All lines from the one holding "for a wave." down to the last line of the entries are to be reproduced exactly, with no other lines.

### Records to use:
______________________________

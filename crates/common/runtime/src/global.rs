// Copyright 2025 Crrow
//
// Licensed under the Apache License, Version 2.0 (the "License");
// you may not use this file except in compliance with the License.
// You may obtain a copy of the License at
//
//      http://www.apache.org/licenses/LICENSE-2.0
//
// Unless required by applicable law or agreed to in writing, software
// distributed under the License is distributed on an "AS IS" BASIS,
// WITHOUT WARRANTIES OR CONDITIONS OF ANY KIND, either express or implied.
// See the License for the specific language governing permissions and
// limitations under the License.

use std::sync::Arc;

use once_cell::sync::OnceCell;
use snafu::ensure;
use tokio::runtime::Runtime;

use crate::{
    error::{AlreadyInitializedSnafu, Result},
    options::{GlobalRuntimeOptions, RuntimeOptions},
};

static GLOBAL_OPTIONS: OnceCell<GlobalRuntimeOptions> = OnceCell::new();
static BACKGROUND_RUNTIME: OnceCell<Arc<Runtime>> = OnceCell::new();

fn global_options() -> &'static GlobalRuntimeOptions {
    GLOBAL_OPTIONS.get_or_init(GlobalRuntimeOptions::default)
}

/// Set the process-wide runtime options.
///
/// Must run before anything reads them (e.g. before the first wave is
/// configured); later calls fail with `AlreadyInitialized`.
pub fn init_global_runtimes(options: &GlobalRuntimeOptions) -> Result<()> {
    let mut stored = false;
    GLOBAL_OPTIONS.get_or_init(|| {
        stored = true;
        options.clone()
    });
    ensure!(stored, AlreadyInitializedSnafu);
    Ok(())
}

/// Default number of concurrent operations for a wave.
#[must_use]
pub fn default_parallelism() -> usize { global_options().parallelism.max(1) }

/// Shared runtime for work started outside any Tokio context.
///
/// # Panics
/// Panics if the runtime cannot be built on first use.
#[must_use]
pub fn background_runtime() -> Arc<Runtime> {
    BACKGROUND_RUNTIME
        .get_or_init(|| {
            let runtime = RuntimeOptions::builder()
                .thread_name("tidal-bg")
                .worker_threads(global_options().background_threads)
                .build()
                .create()
                .unwrap_or_else(|e| panic!("{e}"));
            Arc::new(runtime)
        })
        .clone()
}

______________________________

### Result below:
/// Default number of concurrent operations for a wave.
#[must_use]
pub fn default_parallelism() -> usize { global_options().parallelism.max(1) }

/// Shared runtime for work started outside any Tokio context.
///
/// # Panics
/// Panics if the runtime cannot be built on first use.
#[must_use]
pub fn background_runtime() -> Arc<Runtime> {
    BACKGROUND_RUNTIME
        .get_or_init(|| {
            let runtime = RuntimeOptions::builder()
                .thread_name("tidal-bg")
                .worker_threads(global_options().background_threads)
                .build()
                .create()
                .unwrap_or_else(|e| panic!("{e}"));
            Arc::new(runtime)
        })
        .clone()
}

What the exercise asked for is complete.